The scope of our review of a board decision is limited by statute. We must affirm the decision unless it is shown to be (1) arbitrary, capricious, an abuse of discretion, or otherwise not in accordance with law; (2) obtained without procedures required by law, rule, or regulation having been followed; or (3) unsupported by substantial evidence. 5 U.S.C. Sec. 7703(c) (1994).

On appeal, Chudson argues that the board applied the wrong legal standard in determining whether his appointment would have caused an undue interruption. Chudson contends that the board considered whether he met the qualifications deemed necessary by Devaney rather than the qualifications listed in the official position description. Chudson asserts, in essence, that the board required him to possess qualifications beyond those listed in the position description. In support of his argument, Chudson relies on an excerpt from the AJ's initial decision:

Given these position qualifications, nothing in Mr. Sheehan's testimony contradicted Mr. Devaney's prior testimony that the appellant did not have the background and experience necessary to perform the duties of the position without undue interruption. Mr. Sheehan provided no evidence that the appellant had supervisory experience in other than a brief acting capacity, or that he had the policy-making, budget, systems management, personnel, or training experience deemed necessary by Mr. Devaney. Mr. Sheehan provided no persuasive evidence that the background and experience sought by Mr. Devaney for the incumbent of the Supervisory Criminal Investigator should not have been necessary. Mr. Sheehan, I conclude, did not rebut the testimony of Mr. Devaney that the appellant's selection would have been an undue interruption (emphasis added).

Although the highlighted portion of the analysis refers to the qualifications deemed necessary by Devaney, the preceding sentence states that, given the position qualifications, Chudson lacked the background and experience needed to perform the duties of the position without undue interruption. Thus, it does not appear that the AJ ignored the position description. Moreover, a comparison of Devaney's memorandum outlining his reasons for not selecting Chudson with the thirteen "major duties and responsibilities" defined in the position description shows that there were no substantive differences between the qualifications "deemed necessary by Mr. Devaney" and those listed in the position description. We therefore reject Chudson's contention that the board required him to possess qualifications beyond those listed in the position description.

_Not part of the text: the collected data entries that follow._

use std::time::Duration;

use async_trait::async_trait;
use reqwest::header::{HeaderMap, HeaderValue, ACCEPT};
use reqwest::Client;

use crate::app::{PresswireError, Result};
use crate::fetcher::Fetcher;

const ACCEPT_FEED: &str = "application/rss+xml, application/xml, text/xml";

pub struct HttpFetcher {
    client: Client,
}

impl HttpFetcher {
    pub fn new(timeout: Duration, user_agent: &str) -> Result<Self> {
        let mut headers = HeaderMap::new();
        headers.insert(ACCEPT, HeaderValue::from_static(ACCEPT_FEED));

        let client = Client::builder()
            .timeout(timeout)
            .gzip(true)
            .brotli(true)
            .user_agent(user_agent)
            .default_headers(headers)
            .build()?;

        Ok(Self { client })
    }
}

#[async_trait]
impl Fetcher for HttpFetcher {
    async fn fetch(&self, url: &str) -> Result<Vec<u8>> {
        let response = self.client.get(url).send().await?;

        let status = response.status();
        if !status.is_success() {
            return Err(PresswireError::UpstreamStatus(status.as_u16()));
        }

        let body = response.bytes().await?.to_vec();
        tracing::debug!("Fetched {} bytes from {}", body.len(), url);

        Ok(body)
    }
}
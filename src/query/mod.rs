//! The four read operations, answered from the cached snapshot.
//!
//! Parameters are validated before the cache is touched, so a bad request
//! never triggers a fetch.

pub mod ranking;

use serde::{Deserialize, Serialize};

use crate::app::{PresswireError, Result};
use crate::cache::FeedCache;
use crate::domain::PressItem;

#[derive(Debug, Clone, PartialEq, Serialize, Deserialize)]
pub struct ItemsResponse {
    pub items: Vec<PressItem>,
}

#[derive(Debug, Clone, PartialEq, Serialize, Deserialize)]
pub struct CategoriesResponse {
    pub categories: Vec<String>,
}

#[derive(Clone)]
pub struct QueryEngine {
    cache: FeedCache,
}

impl QueryEngine {
    pub fn new(cache: FeedCache) -> Self {
        Self { cache }
    }

    /// Newest `n` items (default 10).
    pub async fn latest(&self, n: Option<usize>) -> Result<ItemsResponse> {
        let n = ranking::resolve_limit("n", n, ranking::DEFAULT_LATEST)?;
        let snapshot = self.cache.get_snapshot().await?;

        Ok(ItemsResponse {
            items: ranking::latest(snapshot.items(), n)
                .into_iter()
                .cloned()
                .collect(),
        })
    }

    /// Ranked substring search (default limit 20).
    pub async fn search(&self, query: &str, limit: Option<usize>) -> Result<ItemsResponse> {
        let needle = ranking::normalize_query(query)?;
        let limit = ranking::resolve_limit("limit", limit, ranking::DEFAULT_SEARCH_LIMIT)?;
        let snapshot = self.cache.get_snapshot().await?;

        let items: Vec<PressItem> = ranking::search(snapshot.items(), &needle, limit)
            .into_iter()
            .cloned()
            .collect();
        tracing::debug!("Search for {:?} matched {} items", query, items.len());

        Ok(ItemsResponse { items })
    }

    pub async fn get(&self, id: &str) -> Result<PressItem> {
        let snapshot = self.cache.get_snapshot().await?;
        ranking::find(snapshot.items(), id)
            .cloned()
            .ok_or_else(|| PresswireError::ItemNotFound(id.to_string()))
    }

    pub async fn categories(&self) -> Result<CategoriesResponse> {
        let snapshot = self.cache.get_snapshot().await?;
        Ok(CategoriesResponse {
            categories: ranking::categories(snapshot.items()),
        })
    }
}
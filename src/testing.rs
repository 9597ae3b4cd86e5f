//! Fixtures shared by the unit tests.

use std::collections::VecDeque;
use std::sync::atomic::{AtomicUsize, Ordering};
use std::sync::{Arc, Mutex};
use std::time::Duration;

use async_trait::async_trait;
use tokio::sync::Semaphore;

use crate::app::{PresswireError, Result};
use crate::fetcher::{FeedSource, Fetcher, RetryPolicy};
use crate::normalizer::Normalizer;

pub const SAMPLE_RSS: &str = r#"<?xml version="1.0" encoding="UTF-8"?>
<rss version="2.0" xmlns:content="http://purl.org/rss/1.0/modules/content/">
<channel>
    <title>Pressemitteilungen Stadt Köln</title>
    <link>https://www.stadt-koeln.de</link>
    <description>RSS Feed der Pressemitteilungen</description>
    <item>
        <title>Stadt Köln informiert über Baustellen</title>
        <link>/pressemeldungen/123</link>
        <description><![CDATA[<p>Köln, den 15. Oktober 2024</p><p>Neue Baustellen in der Innenstadt</p>]]></description>
        <pubDate>Tue, 15 Oct 2024 10:30:00 +0200</pubDate>
        <category>Verkehr</category>
        <category>Baustellen</category>
        <guid isPermaLink="false">item-123</guid>
    </item>
    <item>
        <title>Neue Kulturveranstaltungen im November</title>
        <link>/pressemeldungen/124</link>
        <description>Köln präsentiert neue Kulturtermine für den November</description>
        <pubDate>Mon, 14 Oct 2024 14:15:00 +0200</pubDate>
        <category>Kultur</category>
        <guid isPermaLink="false">item-124</guid>
    </item>
    <item>
        <title>Kölner Zoo öffnet neue Anlage</title>
        <link>https://www.stadt-koeln.de/pressemeldungen/125</link>
        <content:encoded><![CDATA[<p>Moderne Anlage für afrikanische Tiere</p>]]></content:encoded>
        <pubDate>Sun, 13 Oct 2024 09:00:00 +0200</pubDate>
        <category>Tierpark</category>
        <guid isPermaLink="false">item-125</guid>
    </item>
</channel>
</rss>"#;

/// Minimal RSS document with one item per `(guid, title, category, pubDate)`.
pub fn rss(items: &[(&str, &str, &str, &str)]) -> String {
    let mut body = String::from(
        r#"<?xml version="1.0" encoding="UTF-8"?><rss version="2.0"><channel><title>Test</title>"#,
    );
    for (guid, title, category, date) in items {
        body.push_str(&format!(
            "<item><title>{title}</title><link>https://example.com/{guid}</link>\
             <guid>{guid}</guid><category>{category}</category>\
             <pubDate>{date}</pubDate></item>"
        ));
    }
    body.push_str("</channel></rss>");
    body
}

#[derive(Debug, Clone)]
pub enum Step {
    Body(String),
    Status(u16),
}

/// In-memory [`Fetcher`] replaying a fixed script of responses.
pub struct ScriptedFetcher {
    steps: Mutex<VecDeque<Step>>,
    fallback: Step,
    calls: AtomicUsize,
    gate: Option<Arc<Semaphore>>,
}

impl ScriptedFetcher {
    pub fn always(body: impl Into<String>) -> Self {
        Self::script(Vec::new(), Step::Body(body.into()))
    }

    pub fn script(steps: Vec<Step>, fallback: Step) -> Self {
        Self {
            steps: Mutex::new(steps.into()),
            fallback,
            calls: AtomicUsize::new(0),
            gate: None,
        }
    }

    /// Every call waits for (and consumes) a permit before answering.
    pub fn gated(mut self, gate: Arc<Semaphore>) -> Self {
        self.gate = Some(gate);
        self
    }

    pub fn calls(&self) -> usize {
        self.calls.load(Ordering::SeqCst)
    }
}

#[async_trait]
impl Fetcher for ScriptedFetcher {
    async fn fetch(&self, _url: &str) -> Result<Vec<u8>> {
        self.calls.fetch_add(1, Ordering::SeqCst);
        if let Some(gate) = &self.gate {
            gate.acquire().await.expect("gate closed").forget();
        }
        let step = self
            .steps
            .lock()
            .unwrap()
            .pop_front()
            .unwrap_or_else(|| self.fallback.clone());
        match step {
            Step::Body(body) => Ok(body.into_bytes()),
            Step::Status(code) => Err(PresswireError::UpstreamStatus(code)),
        }
    }
}

pub fn source(fetcher: Arc<ScriptedFetcher>, attempts: u32) -> FeedSource {
    FeedSource::new(
        fetcher,
        Normalizer::default(),
        RetryPolicy::new(attempts, Duration::from_millis(1)),
        "https://example.com/feed.xml",
    )
}
#[cfg(test)]
mod tests {
    use super::*;
    use crate::testing::{rss, source, ScriptedFetcher, Step, SAMPLE_RSS};
    use futures::future::join_all;
    use tokio::sync::Semaphore;
    use tokio_test::{assert_err, assert_ok};

    const TTL: Duration = Duration::from_secs(300);

    fn cache(fetcher: &Arc<ScriptedFetcher>, max_items: usize) -> FeedCache {
        FeedCache::new(source(fetcher.clone(), 3), TTL, max_items)
    }

    async fn settle<F: Fn() -> bool>(done: F) {
        for _ in 0..1000 {
            if done() {
                return;
            }
            tokio::time::sleep(Duration::from_millis(1)).await;
        }
        panic!("condition not reached");
    }

    #[tokio::test(start_paused = true)]
    async fn test_cold_start_loads_once() {
        let fetcher = Arc::new(ScriptedFetcher::always(SAMPLE_RSS));
        let cache = cache(&fetcher, 1000);
        assert_eq!(cache.state(), CacheState::Empty);

        let first = assert_ok!(cache.get_snapshot().await);
        let second = assert_ok!(cache.get_snapshot().await);

        assert!(Arc::ptr_eq(&first, &second));
        assert_eq!(first.len(), 3);
        assert_eq!(first.generation(), 1);
        assert_eq!(cache.state(), CacheState::Fresh);
        assert_eq!(fetcher.calls(), 1);
    }

    #[tokio::test(start_paused = true)]
    async fn test_cold_start_failure_is_upstream_unavailable() {
        let fetcher = Arc::new(ScriptedFetcher::script(
            vec![Step::Status(500), Step::Status(500), Step::Status(500)],
            Step::Body(SAMPLE_RSS.into()),
        ));
        let cache = cache(&fetcher, 1000);

        let err = assert_err!(cache.get_snapshot().await);
        assert!(matches!(err, PresswireError::UpstreamUnavailable(_)));
        assert_eq!(cache.state(), CacheState::Empty);
        assert_eq!(cache.stats().refresh_failures, 1);

        // Nothing cached, so the next read tries again.
        assert_ok!(cache.get_snapshot().await);
        assert_eq!(cache.state(), CacheState::Fresh);
    }

    #[tokio::test(start_paused = true)]
    async fn test_concurrent_cold_callers_share_one_load() {
        let fetcher = Arc::new(ScriptedFetcher::always(SAMPLE_RSS));
        let cache = cache(&fetcher, 1000);

        let snapshots = join_all((0..10).map(|_| cache.get_snapshot())).await;

        let first = snapshots[0].as_ref().unwrap();
        for snapshot in &snapshots {
            assert!(Arc::ptr_eq(first, snapshot.as_ref().unwrap()));
        }
        assert_eq!(fetcher.calls(), 1);
    }

    #[tokio::test(start_paused = true)]
    async fn test_stale_read_is_single_flight() {
        let gate = Arc::new(Semaphore::new(1));
        let fetcher = Arc::new(ScriptedFetcher::always(SAMPLE_RSS).gated(gate.clone()));
        let cache = cache(&fetcher, 1000);

        let warm = assert_ok!(cache.get_snapshot().await);
        tokio::time::advance(TTL + Duration::from_secs(1)).await;
        assert_eq!(cache.state(), CacheState::Stale);

        let reads = join_all((0..20).map(|_| cache.get_snapshot())).await;
        for read in &reads {
            assert!(Arc::ptr_eq(&warm, read.as_ref().unwrap()));
        }

        // The refresh task is now parked on the gate.
        settle(|| fetcher.calls() == 2).await;
        assert!(cache.is_refreshing());

        for _ in 0..5 {
            let read = assert_ok!(cache.get_snapshot().await);
            assert!(Arc::ptr_eq(&warm, &read));
        }
        assert_eq!(fetcher.calls(), 2);

        gate.add_permits(1);
        settle(|| cache.peek().map(|s| s.generation()) == Some(2)).await;

        assert_eq!(cache.state(), CacheState::Fresh);
        assert_eq!(cache.get_snapshot().await.unwrap().generation(), 2);
        assert_eq!(fetcher.calls(), 2);
    }

    #[tokio::test(start_paused = true)]
    async fn test_failed_refresh_keeps_stale_data() {
        let fetcher = Arc::new(ScriptedFetcher::script(
            vec![Step::Body(SAMPLE_RSS.into())],
            Step::Status(503),
        ));
        let cache = cache(&fetcher, 1000);

        let warm = assert_ok!(cache.get_snapshot().await);
        tokio::time::advance(TTL).await;

        let stale = assert_ok!(cache.get_snapshot().await);
        assert!(Arc::ptr_eq(&warm, &stale));

        settle(|| cache.stats().refresh_failures == 1 && !cache.is_refreshing()).await;

        let stats = cache.stats();
        assert!(stats.last_error.as_deref().unwrap_or("").contains("503"));
        assert!(stats.last_error_at.is_some());
        assert_eq!(stats.generation, 1);
        assert_eq!(cache.state(), CacheState::Stale);
        assert!(Arc::ptr_eq(&warm, &cache.peek().unwrap()));
        // One cold load plus three attempts for the refresh.
        assert_eq!(fetcher.calls(), 4);
    }

    #[tokio::test(start_paused = true)]
    async fn test_failed_refresh_backs_off_for_one_ttl() {
        let fetcher = Arc::new(ScriptedFetcher::script(
            vec![Step::Body(SAMPLE_RSS.into())],
            Step::Status(503),
        ));
        let cache = cache(&fetcher, 1000);

        let warm = assert_ok!(cache.get_snapshot().await);
        tokio::time::advance(TTL).await;

        for _ in 0..10 {
            let read = assert_ok!(cache.get_snapshot().await);
            assert!(Arc::ptr_eq(&warm, &read));
            settle(|| !cache.is_refreshing()).await;
            tokio::time::advance(Duration::from_secs(1)).await;
        }

        // One cold load, then a single refresh of three attempts.
        assert_eq!(fetcher.calls(), 4);
        assert_eq!(cache.stats().refresh_failures, 1);
        assert_eq!(cache.state(), CacheState::Stale);

        // A full TTL after the failure, the next read tries again.
        tokio::time::advance(TTL).await;
        assert_ok!(cache.get_snapshot().await);
        settle(|| cache.stats().refresh_failures == 2 && !cache.is_refreshing()).await;
        assert_eq!(fetcher.calls(), 7);
    }

    #[tokio::test(start_paused = true)]
    async fn test_refresh_succeeds_after_transient_failures() {
        let next = rss(&[("n1", "Neu", "Kultur", "Wed, 16 Oct 2024 08:00:00 +0200")]);
        let fetcher = Arc::new(ScriptedFetcher::script(
            vec![
                Step::Body(SAMPLE_RSS.into()),
                Step::Status(502),
                Step::Status(504),
            ],
            Step::Body(next),
        ));
        let cache = cache(&fetcher, 1000);

        assert_ok!(cache.get_snapshot().await);
        tokio::time::advance(TTL).await;
        assert_ok!(cache.get_snapshot().await);

        settle(|| cache.peek().map(|s| s.generation()) == Some(2)).await;

        let snapshot = cache.peek().unwrap();
        assert_eq!(snapshot.items()[0].id, "n1");
        assert_eq!(cache.stats().refresh_failures, 0);
        assert_eq!(fetcher.calls(), 4);
    }

    #[tokio::test(start_paused = true)]
    async fn test_size_cap_keeps_first_items() {
        let fetcher = Arc::new(ScriptedFetcher::always(SAMPLE_RSS));
        let cache = cache(&fetcher, 2);

        let snapshot = assert_ok!(cache.get_snapshot().await);
        let ids: Vec<_> = snapshot.items().iter().map(|i| i.id.as_str()).collect();
        assert_eq!(ids, vec!["item-123", "item-124"]);
    }

    #[tokio::test(start_paused = true)]
    async fn test_forced_refresh_publishes_newer_generation() {
        let fetcher = Arc::new(ScriptedFetcher::always(SAMPLE_RSS));
        let cache = cache(&fetcher, 1000);

        let first = assert_ok!(cache.get_snapshot().await);
        let second = assert_ok!(cache.refresh().await);
        let third = assert_ok!(cache.refresh().await);

        assert!(first.generation() < second.generation());
        assert!(second.generation() < third.generation());
        assert!(Arc::ptr_eq(&third, &cache.get_snapshot().await.unwrap()));
        assert_eq!(fetcher.calls(), 3);
    }

    #[tokio::test(start_paused = true)]
    async fn test_forced_refresh_failure_surfaces_and_keeps_snapshot() {
        let fetcher = Arc::new(ScriptedFetcher::script(
            vec![Step::Body(SAMPLE_RSS.into())],
            Step::Body("<broken".into()),
        ));
        let cache = cache(&fetcher, 1000);

        let warm = assert_ok!(cache.get_snapshot().await);
        let err = assert_err!(cache.refresh().await);

        assert!(matches!(err, PresswireError::FeedParse(_)));
        assert!(Arc::ptr_eq(&warm, &cache.peek().unwrap()));
    }

    #[tokio::test(start_paused = true)]
    async fn test_clear_returns_to_empty() {
        let fetcher = Arc::new(ScriptedFetcher::always(SAMPLE_RSS));
        let cache = cache(&fetcher, 1000);

        assert_ok!(cache.get_snapshot().await);
        cache.clear().await;

        assert_eq!(cache.state(), CacheState::Empty);
        assert!(cache.peek().is_none());
        assert_eq!(cache.stats().generation, 0);

        let reloaded = assert_ok!(cache.get_snapshot().await);
        assert_eq!(reloaded.generation(), 2);
        assert_eq!(fetcher.calls(), 2);
    }
}
//! Command-line binary tests.

use std::io::Write;
use std::process::{Command, Output, Stdio};

fn run(args: &[&str], stdin: &[u8]) -> Output {
    let mut child = Command::new(env!("CARGO_BIN_EXE_envido"))
        .args(args)
        .env_remove("RUST_LOG")
        .stdin(Stdio::piped())
        .stdout(Stdio::piped())
        .stderr(Stdio::piped())
        .spawn()
        .unwrap();
    child.stdin.take().unwrap().write_all(stdin).unwrap();
    child.wait_with_output().unwrap()
}

fn stdout(output: &Output) -> String {
    String::from_utf8_lossy(&output.stdout).into_owned()
}

fn stderr(output: &Output) -> String {
    String::from_utf8_lossy(&output.stderr).into_owned()
}

#[test]
fn prints_score_for_hand_on_stdin() {
    let output = run(&[], b"4 oros 7 oros\n1 copas");
    assert!(output.status.success(), "stderr: {}", stderr(&output));
    assert_eq!(stdout(&output), "31\n");

    let output = run(&[], b"10 oros 11 copas 12 espadas\n");
    assert!(output.status.success());
    assert_eq!(stdout(&output), "0\n");
}

#[test]
fn truncated_input_fails_with_message() {
    let output = run(&[], b"4 oros 7");
    assert!(!output.status.success());
    assert!(stdout(&output).is_empty());
    assert!(stderr(&output).contains("unexpected end of input while reading suit"));
}

#[test]
fn bad_tokens_fail_with_message() {
    let output = run(&[], b"256 oros 7 oros 1 copas");
    assert!(!output.status.success());
    assert!(stderr(&output).contains("invalid rank \"256\""));

    let output = run(&[], b"4 hearts 7 oros 1 copas");
    assert!(!output.status.success());
    assert!(stderr(&output).contains("invalid suit \"hearts\""));

    let output = run(&[], b"4 oros \xff\xfe 7 oros 1 copas");
    assert!(!output.status.success());
}

#[test]
fn spanish_deck_flag_rejects_eight() {
    let input = b"8 oros 3 copas 1 bastos";

    let output = run(&[], input);
    assert!(output.status.success());
    assert_eq!(stdout(&output), "3\n");

    let output = run(&["--spanish-deck"], input);
    assert!(!output.status.success());
    assert!(stderr(&output).contains("rank 8 is not in the Spanish deck"));
}

#[test]
fn deal_prints_cards_then_score() {
    let output = run(&["--deal", "42"], b"");
    assert!(output.status.success(), "stderr: {}", stderr(&output));
    assert_eq!(stdout(&output), "4 espadas 10 oros 5 oros\n25\n");

    let again = run(&["--deal", "42"], b"");
    assert_eq!(stdout(&again), stdout(&output));
}

#[test]
fn deal_rejects_hand_options() {
    let output = run(&["--deal", "42", "--spanish-deck"], b"");
    assert!(!output.status.success());
    assert!(stdout(&output).is_empty());

    let output = run(&["--deal", "42", "--allow-duplicates"], b"");
    assert!(!output.status.success());
}
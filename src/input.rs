//! Reading hands from whitespace-separated text.
//!
//! The expected input is six tokens, `rank1 suit1 rank2 suit2 rank3 suit3`,
//! spread over any number of lines.

use alloc::string::{String, ToString};
use std::io::BufRead;

use crate::card::{Card, Suit};
use crate::error::InputError;
use crate::hand::{HAND_SIZE, Hand};
use crate::options::ScoringOptions;

/// A token reader over a line-oriented stream.
///
/// Tokens are separated by ASCII whitespace and may span line breaks.
/// Blank lines are skipped.
#[derive(Debug)]
pub struct TokenReader<R> {
    reader: R,
    line: String,
    pos: usize,
}

impl<R: BufRead> TokenReader<R> {
    /// Creates a reader with an empty buffer.
    #[must_use]
    pub const fn new(reader: R) -> Self {
        Self {
            reader,
            line: String::new(),
            pos: 0,
        }
    }

    /// Returns the next token, or `None` at end of input.
    ///
    /// # Errors
    ///
    /// Returns an error if reading from the stream fails.
    pub fn next_token(&mut self) -> Result<Option<&str>, InputError> {
        loop {
            let rest = &self.line[self.pos..];
            let skipped = rest.len() - rest.trim_start_matches(is_separator).len();
            self.pos += skipped;

            if self.pos < self.line.len() {
                break;
            }

            self.line.clear();
            self.pos = 0;
            if self.reader.read_line(&mut self.line)? == 0 {
                return Ok(None);
            }
        }

        let start = self.pos;
        let len = self.line[start..]
            .find(is_separator)
            .unwrap_or(self.line.len() - start);
        self.pos = start + len;
        Ok(Some(&self.line[start..self.pos]))
    }

    fn expect_token(&mut self, what: &'static str) -> Result<String, InputError> {
        self.next_token()?
            .map(ToString::to_string)
            .ok_or(InputError::UnexpectedEof(what))
    }

    /// Reads a `rank suit` pair.
    ///
    /// The rank is range-checked when the hand is built, not here.
    ///
    /// # Errors
    ///
    /// Returns an error if the input ends early, the rank is not a number or
    /// the suit is unknown.
    pub fn read_card(&mut self) -> Result<Card, InputError> {
        let token = self.expect_token("rank")?;
        let rank = token
            .parse::<u8>()
            .map_err(|_| InputError::InvalidRank { token })?;

        let token = self.expect_token("suit")?;
        let suit = token
            .parse::<Suit>()
            .map_err(|_| InputError::InvalidSuit { token })?;

        Ok(Card::new_unchecked(suit, rank))
    }
}

const fn is_separator(c: char) -> bool {
    c.is_ascii_whitespace()
}

/// Reads three cards and builds a validated hand.
///
/// # Errors
///
/// Returns an error on malformed input or if the cards do not form a valid
/// hand under `options`.
///
/// # Example
///
/// ```
/// use std::io::Cursor;
/// use envido::{ScoringOptions, TokenReader, read_hand};
///
/// let mut reader = TokenReader::new(Cursor::new("4 oros 7 oros\n1 copas\n"));
/// let hand = read_hand(&mut reader, ScoringOptions::default()).unwrap();
/// assert_eq!(hand.envido(), 31);
/// ```
pub fn read_hand<R: BufRead>(
    reader: &mut TokenReader<R>,
    options: ScoringOptions,
) -> Result<Hand, InputError> {
    let mut cards = [Card::new_unchecked(Suit::Oros, 1); HAND_SIZE];
    for slot in &mut cards {
        *slot = reader.read_card()?;
    }
    Ok(Hand::with_options(cards, options)?)
}
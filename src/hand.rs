//! Three-card hand representation.

use crate::card::Card;
use crate::error::HandError;
use crate::options::ScoringOptions;
use crate::scoring;

/// Number of cards in a Truco hand.
pub const HAND_SIZE: usize = 3;

/// A validated hand of three cards.
#[derive(Debug, Clone, Copy, PartialEq, Eq, Hash)]
pub struct Hand {
    /// Cards in the order they were given.
    cards: [Card; HAND_SIZE],
}

impl Hand {
    /// Creates a hand with the default [`ScoringOptions`].
    ///
    /// # Errors
    ///
    /// Returns an error if a rank is out of range or a card is repeated.
    pub fn new(cards: [Card; HAND_SIZE]) -> Result<Self, HandError> {
        Self::with_options(cards, ScoringOptions::default())
    }

    /// Creates a hand, validating each card against `options`.
    ///
    /// # Errors
    ///
    /// Returns [`HandError::Card`] for a card the options reject and
    /// [`HandError::DuplicateCard`] for a repeated card unless duplicates
    /// are allowed.
    pub fn with_options(
        cards: [Card; HAND_SIZE],
        options: ScoringOptions,
    ) -> Result<Self, HandError> {
        for card in &cards {
            options.check_card(card)?;
        }

        if !options.allow_duplicates {
            for (i, card) in cards.iter().enumerate() {
                if cards[..i].contains(card) {
                    return Err(HandError::DuplicateCard(*card));
                }
            }
        }

        Ok(Self { cards })
    }

    /// Returns the cards in the hand.
    #[must_use]
    pub const fn cards(&self) -> &[Card; HAND_SIZE] {
        &self.cards
    }

    /// Calculates the envido score of the hand.
    #[must_use]
    pub fn envido(&self) -> u8 {
        let [c1, c2, c3] = self.cards;
        scoring::envido(c1, c2, c3)
    }

    /// Returns the same-suit pair that earns the bonus, if any.
    #[must_use]
    pub fn best_pair(&self) -> Option<(Card, Card)> {
        scoring::best_pair(self.cards)
    }

    /// Returns whether all three cards share a suit.
    #[must_use]
    pub fn is_single_suit(&self) -> bool {
        let [a, b, c] = self.cards;
        a.suit == b.suit && b.suit == c.suit
    }
}
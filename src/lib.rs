//! Envido scoring for Truco hands with optional `no_std` support.
//!
//! The crate provides [`envido`], which scores three cards, and a validated
//! [`Hand`] type built on top of it. A seeded [`Deck`] deals random hands and,
//! with the `std` feature, [`read_hand`] parses a hand from text.
//!
//! # Example
//!
//! ```
//! use envido::{Card, Hand, Suit};
//!
//! let hand = Hand::new([
//!     Card::new(Suit::Oros, 4).unwrap(),
//!     Card::new(Suit::Oros, 7).unwrap(),
//!     Card::new(Suit::Copas, 1).unwrap(),
//! ])
//! .unwrap();
//! assert_eq!(hand.envido(), 31);
//! ```
#![cfg_attr(not(feature = "std"), no_std)]
#![cfg_attr(docsrs, feature(doc_cfg))]

#[cfg(all(not(feature = "std"), not(feature = "alloc")))]
compile_error!(
    "`std` is disabled but `alloc` feature is not enabled. Enable `alloc` or keep `std` enabled."
);

extern crate alloc;

pub mod card;
pub mod deck;
pub mod error;
pub mod hand;
#[cfg(feature = "std")]
#[cfg_attr(docsrs, doc(cfg(feature = "std")))]
pub mod input;
pub mod options;
pub mod scoring;

// Re-export main types
pub use card::{Card, MAX_RANK, MIN_RANK, Suit};
pub use deck::{DECK_SIZE, Deck};
#[cfg(feature = "std")]
pub use error::InputError;
pub use error::{CardError, DealError, HandError};
pub use hand::{HAND_SIZE, Hand};
#[cfg(feature = "std")]
pub use input::{TokenReader, read_hand};
pub use options::ScoringOptions;
pub use scoring::{MAX_ENVIDO, SAME_SUIT_BONUS, best_pair, envido, rank_value};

Chudson further argues that the AJ's finding that the position was not a standard desk officer position lacks support in the record. We disagree. Devaney testified concerning the special duties of the position; he also stated that previous position descriptions for "Supervisory Criminal Investigator" positions did not encompass all the requisite qualifications of the position at issue. Thus, the AJ's finding is supported by substantial evidence.

Chudson also contends that the AJ erred in finding "that Mr. Sheehan's testimony was not relevant." In fact, the AJ made no such finding.